There are also ancillary opportunities in introducing these innovations. The need for maintenance and repair of the solar drip irrigation systems, Nierenberg pointed out, means there will be a need for educating users and providing them with services. “We’re talking millions of people,” Nierenberg said, some 80 million in the semi-arid regions of Africa alone.
Fertilizer and agro-chemical companies in Africa learned a similar lesson from the introduction of advanced fertilizers and herbicides and of biotech-designed seeds. “They were tapped out in terms of selling to big industrial farmers. That market was totally saturated,” Fromartz said, but “that’s only fifteen to twenty percent of the ag market. The rest are the small-holder farmers, so the question becomes ‘how do you reach them?’”
It was done by “training and partnering with farmers to become agricultural agents,” Nierenberg explained. With big agricultural entities like CNFA and AGMARK “investing in existing agro-dealers and helping train new ones,” Kenya now has about 2,000 such agents and backers there expect to double that number in the next two years. Each agro-dealer serves some 500 families, amounting to a customer base of up to 20,000 people.

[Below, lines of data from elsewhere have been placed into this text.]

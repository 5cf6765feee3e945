/// File Lifecycle Manager
///
/// Writes uploads under unique names, deletes stored files best-effort and
/// removes files written by a request whose transaction did not commit.
use crate::{
    config::UploadConfig,
    error::{WorkError, WorkResult},
    file_store::{disk::DiskFileBackend, paths, FileBackend, StoredObject, Upload, UploadSlot},
};
use chrono::Utc;
use futures::future::join_all;
use std::path::PathBuf;
use std::sync::Arc;
use tracing::{debug, error, info, warn};
use uuid::Uuid;

/// Outcome of a best-effort batch delete
#[derive(Debug, Clone, Default, PartialEq, Eq)]
pub struct CompensationReport {
    /// Files that existed and were removed
    pub removed: usize,
    /// Files that were already gone
    pub missing: usize,
    /// Paths that could not be removed
    pub failed: Vec<String>,
}

/// Lifecycle manager for stored media files
#[derive(Clone)]
pub struct FileLifecycle {
    backend: Arc<dyn FileBackend>,
    limits: UploadConfig,
}

impl FileLifecycle {
    pub fn new(backend: Arc<dyn FileBackend>, limits: UploadConfig) -> Self {
        Self { backend, limits }
    }

    /// Lifecycle manager over a disk backend rooted at `root`
    pub fn disk(root: PathBuf, limits: UploadConfig) -> Self {
        Self::new(Arc::new(DiskFileBackend::new(root)), limits)
    }

    pub fn limits(&self) -> &UploadConfig {
        &self.limits
    }

    /// Check an upload before anything is written
    pub fn validate_upload(&self, upload: &Upload) -> WorkResult<()> {
        if upload.data.is_empty() {
            return Err(WorkError::Validation(format!(
                "{} upload '{}' is empty",
                upload.slot.as_str(),
                upload.original_name
            )));
        }

        if upload.data.len() > self.limits.max_file_size {
            return Err(WorkError::Validation(format!(
                "{} upload '{}' exceeds maximum size of {} bytes",
                upload.slot.as_str(),
                upload.original_name,
                self.limits.max_file_size
            )));
        }

        upload.check_kind()
    }

    /// Unique relative location for an upload
    fn stored_name(upload: &Upload) -> String {
        let extension = match upload.slot {
            UploadSlot::TargetFile => ".mind".to_string(),
            _ => upload
                .extension()
                .map(|e| format!(".{}", e))
                .unwrap_or_default(),
        };

        format!(
            "{}/{}{}_{}{}",
            upload.slot.directory(&upload.mime_type),
            upload.slot.prefix(&upload.mime_type),
            Utc::now().timestamp_millis(),
            Uuid::new_v4().simple(),
            extension
        )
    }

    /// Write an upload and return its public path
    pub async fn write_upload(&self, upload: &Upload) -> WorkResult<String> {
        self.validate_upload(upload)?;

        let relative = Self::stored_name(upload);
        self.backend.write(&relative, upload.data.clone()).await?;

        let public = paths::public_path(&relative);
        debug!("Stored {} upload at {}", upload.slot.as_str(), public);

        Ok(public)
    }

    /// Delete a stored file by its row reference
    ///
    /// Absent files are logged, not reported as errors. Paths that do not
    /// resolve inside the storage root are refused.
    pub async fn delete_by_path(&self, path: &str) -> WorkResult<()> {
        let relative = paths::normalize(path)?;

        if self.backend.delete(&relative).await? {
            info!("Deleted file {}", path);
        } else {
            debug!("File already absent: {}", path);
        }

        Ok(())
    }

    /// Check whether a referenced file is present
    pub async fn exists(&self, path: &str) -> WorkResult<bool> {
        let relative = paths::normalize(path)?;
        self.backend.exists(&relative).await
    }

    /// Best-effort batch delete
    ///
    /// Failures are logged and collected; nothing is propagated.
    pub async fn compensate(&self, paths: &[String]) -> CompensationReport {
        let mut report = CompensationReport::default();
        if paths.is_empty() {
            return report;
        }

        let results = join_all(paths.iter().map(|path| async move {
            let outcome = match paths::normalize(path) {
                Ok(relative) => self.backend.delete(&relative).await,
                Err(e) => Err(e),
            };
            (path, outcome)
        }))
        .await;

        for (path, outcome) in results {
            match outcome {
                Ok(true) => report.removed += 1,
                Ok(false) => {
                    debug!("File already absent: {}", path);
                    report.missing += 1;
                }
                Err(e) => {
                    warn!("Failed to delete file {}: {}", path, e);
                    report.failed.push(path.clone());
                }
            }
        }

        if report.failed.is_empty() {
            info!(
                "File cleanup finished: {} removed, {} already absent",
                report.removed, report.missing
            );
        } else {
            error!(
                "File cleanup left {} file(s) behind: {:?}",
                report.failed.len(),
                report.failed
            );
        }

        report
    }

    /// Every stored file, with public paths
    pub async fn list_objects(&self) -> WorkResult<Vec<StoredObject>> {
        let objects = self.backend.list().await?;
        Ok(objects
            .into_iter()
            .map(|o| StoredObject {
                relative_path: paths::public_path(&o.relative_path),
                ..o
            })
            .collect())
    }
}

Loans of no more than $1,000 put the agents in business. Once situated, they expand their impact by providing services ranging from veterinary care to farm machinery sales. It’s a way “to make farmers more entrepreneurial,” Nierenberg said.
Nierenberg urges proceeding cautiously because “not every innovation is going to work in every village or country,” she said. “But I see a lot of hope and I see a lot of success. There’s huge opportunity there, not only to help people, but to make money.”